In the 2012 season, Canterbury tied with Wellington on 39 competition points; but finished top of the table due to a better points differential. Canterbury faced Taranaki in the semi-final. Despite Taranaki being expected to win easily, , at full-time the score was tied at 27–27, forcing extra-time. In extra-time, Canterbury took a 51–27 victory. Canterbury hosted Auckland in the 2012 final, beating the Auckland team 31–18. Canterbury became the first team to win five titles in a row and earned its tenth title.

In 2013, Canterbury became the first team to win six titles in a row. Canterbury finished 2nd in the round robin behind Wellington, after posting a record of 8 wins and 2 losses. Canterbury hosted Auckland in the semi-final. In an offensive game, Canterbury beat Auckland 56–26. Canterbury faced Wellington away in the final, winning 29–13.

In 2014, Canterbury's streak came to an end. Canterbury posted a record of 7 wins and 3 losses, finishing 3rd in the round-robin, then losing to Tasman in Nelson, 6–26.

In the 2015 season, Canterbury won its twelfth title. Canterbury finished top of the table, recording 9 wins and 1 loss, then beat Taranaki in the semi-final, 46–20. Canterbury hosted old foes Auckland in the final. In a closely fought match, Canterbury prevailed 25–23.

===Mitre 10 Cup (2016–2021)===

In 2016, the ITM Cup was renamed to the Mitre 10 Cup, as Mitre 10 became the principal sponsor, gaining the naming rights. Canterbury finished top of the table after posting a record of 8 wins and 2 losses. Canterbury hosted fourth-seed Counties Manukau in the semi-final. Canterbury defeated Counties Manukau 22–7. Canterbury then faced Tasman in the 2016 final. Canterbury defeated Tasman comfortably 43–27, going back to back and earning a thirteenth title.

In the 2017, Mitre 10 Cup season, Canterbury finished second in the round robin after posting a record of 8 wins and 2 losses. Canterbury performed well throughout the season but was defeated heavily on two occasions. Canterbury lost 14–60 to Wellington in week 5 and 43–55 to Taranaki in week 9. Canterbury won the other 8 games by an average margin of 32 points. Canterbury also lost the Ranfurly Shield to Taranaki. Canterbury Captain Tim Bateman stated after the game only winning the competition would help alleviate the loss of the shield. Canterbury hosted a resurgent North Harbor for the first semi-final. North Harbor had won promotion from the Championship the year earlier. Canterbury defeated North Harbor 35–24, advancing to the final. Tasman upset the table-topping Taranaki in the other semi-final 30–29. As a result, the final would be hosted in Christchurch between Canterbury and Tasman. Canterbury defeated Tasman 35–13, sealing the match with a try in the 77th minute.
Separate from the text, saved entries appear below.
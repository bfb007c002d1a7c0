//! # Screen Modules
//!
//! One module per console tab:
//!
//! - **[`dashboard`]**: platform stats and stock cards with status controls
//! - **[`create_stock`]**: list a new stock token
//! - **[`mint_stock`]**: increase a stock's supply
//! - **[`burn_stock`]**: decrease a stock's supply
//! - **[`transactions`]**: filterable transaction history
//!
//! ## Rendering Pattern
//!
//! ```rust,ignore
//! pub fn render(ui: &mut egui::Ui, state: &AppState, app: &mut App, theme: &Theme) {
//!     // Read from the state snapshot and app.queries()
//!     // Call app.* methods for actions
//! }
//! ```
//!
//! Screens receive a cloned state snapshot so no lock is held while drawing.
//! Text edits are written back with a short write lock when a field changes.

pub mod burn_stock;
pub mod create_stock;
pub mod dashboard;
pub mod mint_stock;
pub mod transactions;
Canterbury won its fourteenth title overall and ninth title in ten years.

In 2018, they opened with a 25–17 loss to Tasman, beat Wellington (27–20), Bay of Plenty (19–31), Manawatu (34–23), and North Harbour (21–31). But it all came to an end with a 29–34 loss to Auckland but started again with a 25–47 win over Otago, They beat Hawke's Bay (49–24), Taranaki (41–7) and Counties Manukau (14–19) to finish 3rd on the table, behind Auckland and Tasman. In the semi-finals, they were hosted by second-place Tasman, winning 16–21 in the 76th minute. The game was considered a deserved, but controversially won match by Canterbury. They played Auckland in the final, away again. Despite looking to go for an easy win, they were held in the second half, the match ending 26–26. The match went into extra time, where they lost 40–33, ending their perfect finals attendance.

===Ranfurly Shield (1903–present)===

The Ranfurly Shield was donated by the Uchter Knox, 5th Earl of Ranfurly, the governor of New Zealand (1897–1904). The shield had been designed as a trophy for football (not rugby) and had to be modified to depict a rugby game. The Shield is based on a challenge system, rather than a league or knockout competition as with most football trophies. The holding union must defend the shield in challenge matches, and a successful challenger becomes the new holder of the Shield. It was first awarded to Auckland, which had the best results in the 1903 season. In the first challenge on 6 August 1904, Wellington defeated Auckland 6–3 to lift what has become known colloquially as the Log o' Wood.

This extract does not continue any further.